→ **What you will do**:
Please copy, exactly as they appear below, the lines from the one containing "assert_eq!(config.reset.timeout_ms, 60_000);" through the one containing "assert!(!payload.fast_mode);".

━━━━━━━━

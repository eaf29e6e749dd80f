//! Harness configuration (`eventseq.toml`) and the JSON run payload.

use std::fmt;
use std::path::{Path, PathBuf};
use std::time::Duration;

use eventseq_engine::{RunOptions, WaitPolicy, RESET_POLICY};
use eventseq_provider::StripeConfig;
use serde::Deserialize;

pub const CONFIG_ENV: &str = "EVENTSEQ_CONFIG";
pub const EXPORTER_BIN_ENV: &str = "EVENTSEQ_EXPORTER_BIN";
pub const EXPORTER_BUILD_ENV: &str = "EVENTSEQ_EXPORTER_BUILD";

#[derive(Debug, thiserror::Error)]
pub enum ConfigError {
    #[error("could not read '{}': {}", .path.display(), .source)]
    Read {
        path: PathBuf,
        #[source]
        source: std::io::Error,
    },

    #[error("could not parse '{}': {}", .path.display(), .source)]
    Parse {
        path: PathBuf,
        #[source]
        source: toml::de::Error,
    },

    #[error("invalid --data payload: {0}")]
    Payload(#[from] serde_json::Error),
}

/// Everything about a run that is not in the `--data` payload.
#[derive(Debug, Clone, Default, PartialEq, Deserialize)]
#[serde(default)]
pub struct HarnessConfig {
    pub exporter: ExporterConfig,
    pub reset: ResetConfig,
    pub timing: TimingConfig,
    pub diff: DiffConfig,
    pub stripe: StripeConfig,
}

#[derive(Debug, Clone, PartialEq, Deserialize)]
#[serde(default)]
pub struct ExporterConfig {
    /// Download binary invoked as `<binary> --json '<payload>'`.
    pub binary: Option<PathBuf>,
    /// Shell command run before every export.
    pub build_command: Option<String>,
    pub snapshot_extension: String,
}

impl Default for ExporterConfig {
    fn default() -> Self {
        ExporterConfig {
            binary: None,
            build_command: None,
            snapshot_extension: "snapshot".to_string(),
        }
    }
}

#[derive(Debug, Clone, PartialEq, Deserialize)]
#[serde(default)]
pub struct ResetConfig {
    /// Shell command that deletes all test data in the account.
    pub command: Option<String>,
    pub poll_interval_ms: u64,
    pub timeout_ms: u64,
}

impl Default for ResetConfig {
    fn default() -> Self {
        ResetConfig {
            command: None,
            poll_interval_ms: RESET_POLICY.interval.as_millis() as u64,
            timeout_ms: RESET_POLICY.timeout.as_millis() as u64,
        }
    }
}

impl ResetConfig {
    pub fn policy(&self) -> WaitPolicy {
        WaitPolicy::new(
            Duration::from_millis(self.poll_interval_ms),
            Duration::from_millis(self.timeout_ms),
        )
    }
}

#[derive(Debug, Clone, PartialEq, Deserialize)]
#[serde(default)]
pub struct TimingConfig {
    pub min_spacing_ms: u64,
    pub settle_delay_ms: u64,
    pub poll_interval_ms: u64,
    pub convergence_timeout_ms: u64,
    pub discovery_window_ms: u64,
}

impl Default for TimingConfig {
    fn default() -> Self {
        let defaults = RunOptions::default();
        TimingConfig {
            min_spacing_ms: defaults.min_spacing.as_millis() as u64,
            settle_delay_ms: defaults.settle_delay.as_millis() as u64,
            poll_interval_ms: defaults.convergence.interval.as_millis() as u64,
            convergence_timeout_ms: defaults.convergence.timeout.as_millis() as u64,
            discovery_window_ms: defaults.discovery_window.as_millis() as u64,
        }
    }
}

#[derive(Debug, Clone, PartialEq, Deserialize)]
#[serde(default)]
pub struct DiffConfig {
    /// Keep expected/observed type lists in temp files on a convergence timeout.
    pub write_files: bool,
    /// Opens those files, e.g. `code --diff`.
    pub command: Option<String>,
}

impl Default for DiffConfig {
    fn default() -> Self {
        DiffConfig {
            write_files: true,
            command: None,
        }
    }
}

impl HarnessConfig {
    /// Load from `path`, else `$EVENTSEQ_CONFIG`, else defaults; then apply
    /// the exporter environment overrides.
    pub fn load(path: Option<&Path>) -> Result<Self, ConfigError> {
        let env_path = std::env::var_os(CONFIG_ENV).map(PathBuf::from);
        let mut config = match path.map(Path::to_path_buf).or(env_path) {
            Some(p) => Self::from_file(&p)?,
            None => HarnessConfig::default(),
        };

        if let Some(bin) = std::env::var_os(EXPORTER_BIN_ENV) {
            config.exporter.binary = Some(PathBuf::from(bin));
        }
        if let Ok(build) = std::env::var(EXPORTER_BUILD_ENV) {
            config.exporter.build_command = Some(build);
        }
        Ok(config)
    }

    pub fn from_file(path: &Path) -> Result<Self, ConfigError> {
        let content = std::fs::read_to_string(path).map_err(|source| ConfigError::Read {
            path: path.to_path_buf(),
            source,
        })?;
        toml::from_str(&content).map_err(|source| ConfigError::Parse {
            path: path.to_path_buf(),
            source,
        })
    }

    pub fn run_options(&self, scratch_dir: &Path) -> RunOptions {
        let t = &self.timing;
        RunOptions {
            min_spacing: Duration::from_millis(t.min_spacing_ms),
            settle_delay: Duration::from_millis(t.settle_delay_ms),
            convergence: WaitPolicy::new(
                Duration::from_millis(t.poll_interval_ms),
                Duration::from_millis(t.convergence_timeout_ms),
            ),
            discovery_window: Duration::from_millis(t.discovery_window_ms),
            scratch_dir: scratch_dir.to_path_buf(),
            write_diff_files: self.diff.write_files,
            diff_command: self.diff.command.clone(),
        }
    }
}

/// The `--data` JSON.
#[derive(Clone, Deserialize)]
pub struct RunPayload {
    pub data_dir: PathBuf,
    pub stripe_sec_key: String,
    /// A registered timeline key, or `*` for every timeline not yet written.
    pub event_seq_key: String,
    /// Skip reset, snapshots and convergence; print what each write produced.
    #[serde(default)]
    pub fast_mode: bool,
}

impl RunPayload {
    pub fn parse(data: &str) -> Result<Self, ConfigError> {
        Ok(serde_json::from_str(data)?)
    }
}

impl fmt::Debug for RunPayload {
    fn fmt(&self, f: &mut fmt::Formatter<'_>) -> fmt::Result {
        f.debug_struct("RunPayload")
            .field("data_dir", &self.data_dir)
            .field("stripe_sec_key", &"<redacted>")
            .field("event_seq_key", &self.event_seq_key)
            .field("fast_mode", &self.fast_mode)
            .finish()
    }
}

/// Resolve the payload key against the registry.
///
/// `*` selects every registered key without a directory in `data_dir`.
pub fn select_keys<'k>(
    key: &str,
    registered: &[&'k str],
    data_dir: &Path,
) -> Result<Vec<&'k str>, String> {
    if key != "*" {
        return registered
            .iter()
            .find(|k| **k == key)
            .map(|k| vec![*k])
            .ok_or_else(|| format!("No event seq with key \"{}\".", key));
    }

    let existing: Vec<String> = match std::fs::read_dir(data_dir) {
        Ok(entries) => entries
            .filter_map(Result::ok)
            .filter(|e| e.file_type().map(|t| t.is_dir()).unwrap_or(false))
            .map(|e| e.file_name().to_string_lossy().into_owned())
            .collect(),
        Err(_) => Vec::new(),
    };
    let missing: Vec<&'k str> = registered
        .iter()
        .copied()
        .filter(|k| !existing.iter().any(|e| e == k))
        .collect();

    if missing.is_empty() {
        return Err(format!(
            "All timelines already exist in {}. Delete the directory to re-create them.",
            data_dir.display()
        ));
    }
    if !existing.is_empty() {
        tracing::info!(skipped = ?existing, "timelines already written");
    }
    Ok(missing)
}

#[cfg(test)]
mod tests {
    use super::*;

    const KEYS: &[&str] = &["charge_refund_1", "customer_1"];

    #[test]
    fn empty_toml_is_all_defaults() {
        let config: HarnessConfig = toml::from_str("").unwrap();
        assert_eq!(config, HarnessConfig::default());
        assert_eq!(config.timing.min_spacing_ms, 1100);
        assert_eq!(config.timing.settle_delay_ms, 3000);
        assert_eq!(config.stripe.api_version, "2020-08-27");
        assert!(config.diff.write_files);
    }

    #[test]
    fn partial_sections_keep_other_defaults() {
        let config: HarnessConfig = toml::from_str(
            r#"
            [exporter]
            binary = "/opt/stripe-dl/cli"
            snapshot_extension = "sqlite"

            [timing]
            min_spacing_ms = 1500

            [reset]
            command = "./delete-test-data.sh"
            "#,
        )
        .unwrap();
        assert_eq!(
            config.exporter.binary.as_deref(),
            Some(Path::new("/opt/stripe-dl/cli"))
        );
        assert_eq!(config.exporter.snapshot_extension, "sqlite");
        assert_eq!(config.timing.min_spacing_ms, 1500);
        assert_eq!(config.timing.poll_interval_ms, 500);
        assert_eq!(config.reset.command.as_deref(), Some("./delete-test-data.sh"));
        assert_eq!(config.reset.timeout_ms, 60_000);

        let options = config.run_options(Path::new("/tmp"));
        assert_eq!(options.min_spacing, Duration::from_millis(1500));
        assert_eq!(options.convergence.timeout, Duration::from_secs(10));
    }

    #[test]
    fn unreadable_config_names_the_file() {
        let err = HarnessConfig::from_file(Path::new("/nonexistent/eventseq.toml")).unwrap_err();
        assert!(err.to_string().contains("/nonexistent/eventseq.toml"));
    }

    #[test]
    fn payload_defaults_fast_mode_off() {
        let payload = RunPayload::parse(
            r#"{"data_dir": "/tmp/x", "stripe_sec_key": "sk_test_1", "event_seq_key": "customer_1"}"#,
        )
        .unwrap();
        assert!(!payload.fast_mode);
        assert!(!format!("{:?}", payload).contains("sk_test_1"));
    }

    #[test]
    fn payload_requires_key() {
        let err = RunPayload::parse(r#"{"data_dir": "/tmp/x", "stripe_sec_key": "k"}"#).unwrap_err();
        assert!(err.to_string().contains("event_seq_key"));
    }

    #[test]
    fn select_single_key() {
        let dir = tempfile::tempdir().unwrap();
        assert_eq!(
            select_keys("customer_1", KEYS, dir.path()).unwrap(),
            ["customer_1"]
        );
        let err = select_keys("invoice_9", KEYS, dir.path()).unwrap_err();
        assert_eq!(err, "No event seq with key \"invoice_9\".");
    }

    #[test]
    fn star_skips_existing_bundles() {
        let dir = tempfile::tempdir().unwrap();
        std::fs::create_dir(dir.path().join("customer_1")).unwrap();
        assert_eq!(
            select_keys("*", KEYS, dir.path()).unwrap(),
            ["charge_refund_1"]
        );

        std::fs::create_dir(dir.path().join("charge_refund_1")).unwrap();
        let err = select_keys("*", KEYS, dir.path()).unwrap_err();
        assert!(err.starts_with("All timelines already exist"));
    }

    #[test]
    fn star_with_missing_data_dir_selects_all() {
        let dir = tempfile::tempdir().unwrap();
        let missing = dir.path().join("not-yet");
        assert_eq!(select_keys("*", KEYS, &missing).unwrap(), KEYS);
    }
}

━━━━━━━━

→ **Task solution**:
        assert_eq!(config.reset.timeout_ms, 60_000);

        let options = config.run_options(Path::new("/tmp"));
        assert_eq!(options.min_spacing, Duration::from_millis(1500));
        assert_eq!(options.convergence.timeout, Duration::from_secs(10));
    }

    #[test]
    fn unreadable_config_names_the_file() {
        let err = HarnessConfig::from_file(Path::new("/nonexistent/eventseq.toml")).unwrap_err();
        assert!(err.to_string().contains("/nonexistent/eventseq.toml"));
    }

    #[test]
    fn payload_defaults_fast_mode_off() {
        let payload = RunPayload::parse(
            r#"{"data_dir": "/tmp/x", "stripe_sec_key": "sk_test_1", "event_seq_key": "customer_1"}"#,
        )
        .unwrap();
        assert!(!payload.fast_mode);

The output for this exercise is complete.